- [Problem requirements] Print every line of the material exactly.
Start of Block
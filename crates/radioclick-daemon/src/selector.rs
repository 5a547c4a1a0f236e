//! Station selector: current index and volume, plus whether a station change
//! is still waiting for its stream to confirm.

use radioclick_proto::protocol::{Gesture, SelectorState, MAX_VOLUME, SKIP_STRIDE};
use tokio::time::Instant;

use crate::supervisor::Generation;

/// Index after `gesture` in a catalog of `len` stations.  Always `< len`.
pub fn next_index(gesture: Gesture, index: usize, len: usize) -> usize {
    debug_assert!(len > 0);
    let index = index % len;
    match gesture {
        Gesture::Next => (index + 1) % len,
        Gesture::Previous => (index + len - 1) % len,
        Gesture::SkipForward => (index + SKIP_STRIDE % len) % len,
        Gesture::VolumeUp | Gesture::VolumeDown => index,
    }
}

pub fn next_volume(gesture: Gesture, volume: u8, step: u8) -> u8 {
    match gesture {
        Gesture::VolumeUp => volume.saturating_add(step).min(MAX_VOLUME),
        Gesture::VolumeDown => volume.saturating_sub(step),
        _ => volume,
    }
}

#[derive(Debug, Clone, Copy, PartialEq, Eq)]
pub enum Phase {
    Idle,
    /// A player was started and has until `deadline` to report audio.
    Transitioning {
        generation: Generation,
        deadline: Instant,
    },
}

/// What the core loop must do after a gesture.
#[derive(Debug, Clone, Copy, PartialEq, Eq)]
pub enum Action {
    Tune { index: usize },
    Volume { volume: u8 },
}

#[derive(Debug)]
pub struct Selector {
    len: usize,
    state: SelectorState,
    volume_step: u8,
    phase: Phase,
}

impl Selector {
    /// `state` is reduced to the catalog first, so a stale saved index is safe.
    pub fn new(len: usize, state: SelectorState, volume_step: u8) -> Self {
        let len = len.max(1);
        Self {
            len,
            state: SelectorState {
                current_index: state.current_index % len,
                volume: state.volume.min(MAX_VOLUME),
            },
            volume_step,
            phase: Phase::Idle,
        }
    }

    pub fn state(&self) -> SelectorState {
        self.state
    }

    pub fn phase(&self) -> Phase {
        self.phase
    }

    pub fn apply(&mut self, gesture: Gesture) -> Option<Action> {
        if gesture.changes_station() {
            let index = next_index(gesture, self.state.current_index, self.len);
            self.state.current_index = index;
            return Some(Action::Tune { index });
        }
        let volume = next_volume(gesture, self.state.volume, self.volume_step);
        if volume == self.state.volume {
            return None;
        }
        self.state.volume = volume;
        Some(Action::Volume { volume })
    }

    /// Move on to the next station after giving up on the current one.
    pub fn advance(&mut self) -> usize {
        self.state.current_index = next_index(Gesture::Next, self.state.current_index, self.len);
        self.state.current_index
    }

    pub fn begin_transition(&mut self, generation: Generation, deadline: Instant) {
        self.phase = Phase::Transitioning {
            generation,
            deadline,
        };
    }

    /// Returns true if `generation` is the transition being waited on.
    pub fn confirm(&mut self, generation: Generation) -> bool {
        match self.phase {
            Phase::Transitioning { generation: g, .. } if g == generation => {
                self.phase = Phase::Idle;
                true
            }
            _ => false,
        }
    }

    pub fn abandon(&mut self) {
        self.phase = Phase::Idle;
    }

    pub fn deadline(&self) -> Option<Instant> {
        match self.phase {
            Phase::Idle => None,
            Phase::Transitioning { deadline, .. } => Some(deadline),
        }
    }
}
End of Block
- [Task solution]
filename crates/radioclick-daemon/src/selector.rs
repository 5a547c4a1a0f236e
//! Station selector: current index and volume, plus whether a station change
//! is still waiting for its stream to confirm.

use radioclick_proto::protocol::{Gesture, SelectorState, MAX_VOLUME, SKIP_STRIDE};
use tokio::time::Instant;

use crate::supervisor::Generation;

/// Index after `gesture` in a catalog of `len` stations.  Always `< len`.
pub fn next_index(gesture: Gesture, index: usize, len: usize) -> usize {
    debug_assert!(len > 0);
    let index = index % len;
    match gesture {
        Gesture::Next => (index + 1) % len,
        Gesture::Previous => (index + len - 1) % len,
        Gesture::SkipForward => (index + SKIP_STRIDE % len) % len,
        Gesture::VolumeUp | Gesture::VolumeDown => index,
    }
}

pub fn next_volume(gesture: Gesture, volume: u8, step: u8) -> u8 {
    match gesture {
        Gesture::VolumeUp => volume.saturating_add(step).min(MAX_VOLUME),
        Gesture::VolumeDown => volume.saturating_sub(step),
        _ => volume,
    }
}

#[derive(Debug, Clone, Copy, PartialEq, Eq)]
pub enum Phase {
    Idle,
    /// A player was started and has until `deadline` to report audio.
    Transitioning {
        generation: Generation,
        deadline: Instant,
    },
}

/// What the core loop must do after a gesture.
#[derive(Debug, Clone, Copy, PartialEq, Eq)]
pub enum Action {
    Tune { index: usize },
    Volume { volume: u8 },
}

#[derive(Debug)]
pub struct Selector {
    len: usize,
    state: SelectorState,
    volume_step: u8,
    phase: Phase,
}

impl Selector {
    /// `state` is reduced to the catalog first, so a stale saved index is safe.
    pub fn new(len: usize, state: SelectorState, volume_step: u8) -> Self {
        let len = len.max(1);
        Self {
            len,
            state: SelectorState {
                current_index: state.current_index % len,
                volume: state.volume.min(MAX_VOLUME),
            },
            volume_step,
            phase: Phase::Idle,
        }
    }

    pub fn state(&self) -> SelectorState {
        self.state
    }

    pub fn phase(&self) -> Phase {
        self.phase
    }

    pub fn apply(&mut self, gesture: Gesture) -> Option<Action> {
        if gesture.changes_station() {
            let index = next_index(gesture, self.state.current_index, self.len);
            self.state.current_index = index;
            return Some(Action::Tune { index });
        }
        let volume = next_volume(gesture, self.state.volume, self.volume_step);
        if volume == self.state.volume {
            return None;
        }
        self.state.volume = volume;
        Some(Action::Volume { volume })
    }

    /// Move on to the next station after giving up on the current one.
    pub fn advance(&mut self) -> usize {
        self.state.current_index = next_index(Gesture::Next, self.state.current_index, self.len);
        self.state.current_index
    }

    pub fn begin_transition(&mut self, generation: Generation, deadline: Instant) {
        self.phase = Phase::Transitioning {
            generation,
            deadline,
        };
    }

    /// Returns true if `generation` is the transition being waited on.
    pub fn confirm(&mut self, generation: Generation) -> bool {
        match self.phase {
            Phase::Transitioning { generation: g, .. } if g == generation => {
                self.phase = Phase::Idle;
                true
            }
            _ => false,
        }
    }

    pub fn abandon(&mut self) {
        self.phase = Phase::Idle;
    }

    pub fn deadline(&self) -> Option<Instant> {
        match self.phase {
            Phase::Idle => None,
            Phase::Transitioning { deadline, .. } => Some(deadline),
        }
    }
}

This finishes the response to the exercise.